English 1 is the first of four standards-based language arts courses provided by Time4Learning, and is a great addition to any homeschool approach. The English 1 course focuses on the elements of the story: plot & setting, theme & conflict, narrator & voice, and character. Materials are presented within an automated, student-paced system that teaches the lessons, reinforces concepts, time-stamps online activities (for attendance), tracks progress, and keeps printable reports that can be turned into student transcripts or included with homeschool portfolios.

When homeschooling with Time4Learning, parents are considered the "teacher of record", and the home from which they teach is the "school." Time4Learning offers its members a suite of online tools, teaching resources, and homeschool support to help, but ultimately, it is up to the parents to review and grade their student's offline lessons & writing projects, compare Time4Learning to their state standards, and make sure all graduation requirements are met.

Below, you will find a brief summary the lessons covered in each chapter of the high school Language Arts / English 1 course.

Chapter 1 - Plot and Setting

In this chapter students will learn about Plot and Setting. They will study fiction and non-fiction excerpts from Gift of the Magi, The Occurrence at Owl Creek Bridge, Rules of the Game, Women in Chinatown and Asia's Angels, To Build a Fire, The White Heron, What is Communication?, and The Writing Process.

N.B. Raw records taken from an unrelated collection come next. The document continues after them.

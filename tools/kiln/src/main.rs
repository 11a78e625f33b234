//! kiln command-line entry point.

use anyhow::Result;
use clap::Parser;
use kiln::builder::{BuildOutcome, Builder};
use kiln::cli::{self, Cli, Command};
use kiln::report::{self, Verbosity};
use kiln::workspace::Target;
use kiln_config::ConfigFile;

fn main() -> Result<()> {
    let cli = Cli::parse();
    report::set_verbosity(Verbosity::from_flags(cli.quiet, cli.verbose));

    match cli.command {
        Command::Build(ref args) => cmd_build(&cli, args, false),
        Command::Rebuild(ref args) => cmd_build(&cli, args, true),
        Command::Clean(ref args) => cmd_clean(&cli, args),
        Command::Resolve(ref args) => cmd_resolve(&cli, args),
    }
}

/// Load the workspace named on the command line.
fn load(cli: &Cli) -> Result<Builder> {
    let target = Target {
        configuration: cli.config.clone().unwrap_or_default(),
        platform: cli.platform.clone().unwrap_or_default(),
    };
    Builder::new(&cli.workspace, &target, cli.jobs.unwrap_or(0))
}

/// Build or rebuild.
fn cmd_build(cli: &Cli, args: &cli::BuildArgs, rebuild: bool) -> Result<()> {
    let builder = load(cli)?;
    let project = args.project.as_deref();
    let outcomes = if rebuild {
        builder.rebuild(project, !args.no_deps)?
    } else {
        builder.build(project, !args.no_deps)?
    };

    let count = |o: BuildOutcome| outcomes.iter().filter(|(_, x)| *x == o).count();
    let warnings = report::counts().warnings;
    println!(
        "\nBuild finished: {} built, {} up to date, {} skipped ({} {}), {warnings} warning{}.",
        count(BuildOutcome::Built),
        count(BuildOutcome::UpToDate),
        count(BuildOutcome::Skipped),
        builder.target().configuration,
        builder.target().platform,
        if warnings == 1 { "" } else { "s" },
    );
    Ok(())
}

/// Remove build artifacts.
fn cmd_clean(cli: &Cli, args: &cli::CleanArgs) -> Result<()> {
    let builder = load(cli)?;
    builder.clean(args.project.as_deref())?;
    println!("Clean complete.");
    Ok(())
}

/// Dump a resolved configuration.
fn cmd_resolve(cli: &Cli, args: &cli::ResolveArgs) -> Result<()> {
    let builder = load(cli)?;
    let config = match args.project.as_deref() {
        Some(name) => &builder.project(name)?.config,
        None => &builder.workspace().config,
    };
    print_config(config);
    Ok(())
}

fn print_config(config: &ConfigFile) {
    println!("# {}", config.path().display());
    for group in config.groups() {
        let keys = config.keys(group);
        if keys.is_empty() {
            continue;
        }
        if group.is_empty() {
            println!("\n(global)");
        } else {
            println!("\n[{group}]");
        }
        for key in keys {
            for value in config.get_values(group, key) {
                println!("  {key} = {value}");
            }
        }
    }
}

Lessons in this chapter are organized into the following sections:

  • Gift of the Magi - Students will practice using a dictionary. They will read and demonstrate their comprehension of the plot in the excerpt provided.
  • The Occurrence at Owl Creek Bridge - Students will be introduced to the concepts of foreshadowing and flashback.
  • Rules of the Game - Students will discover how idioms make a passage more interesting. They will also learn how characters in the story can be affected by their individual cultures.
  • Women in Chinatown and Asia's Angels - In this non-fiction passage, students will explore how historical factors influence the passage.
  • To Build a Fire - Students will learn how man pitted against nature can be used as a way to create setting and plot. There are two Odyssey Writer assignments in this lesson.
  • The White Heron - Students will learn about personification, simile, and symbolism. They will find out how plot can be changed by setting. There are two Odyssey Writer assignments in this lesson.
  • What is Communication? - Students will learn two different types of communication, verbal and non-verbal and how the listener should respond to each.
  • The Writing Process - Students will learn about the important steps in the process of writing. They will demonstrate their understanding by completing two quizzes in this lesson.

Chapter 2 - Character

In this chapter students will learn the nuances of character development. The sections in this chapter are The Open Window, Thank You, Ma'm, The Necklace, Shirley Chisholm Biography and Speech, Communication: Analyze a Speech, Writing: Personal Narrative.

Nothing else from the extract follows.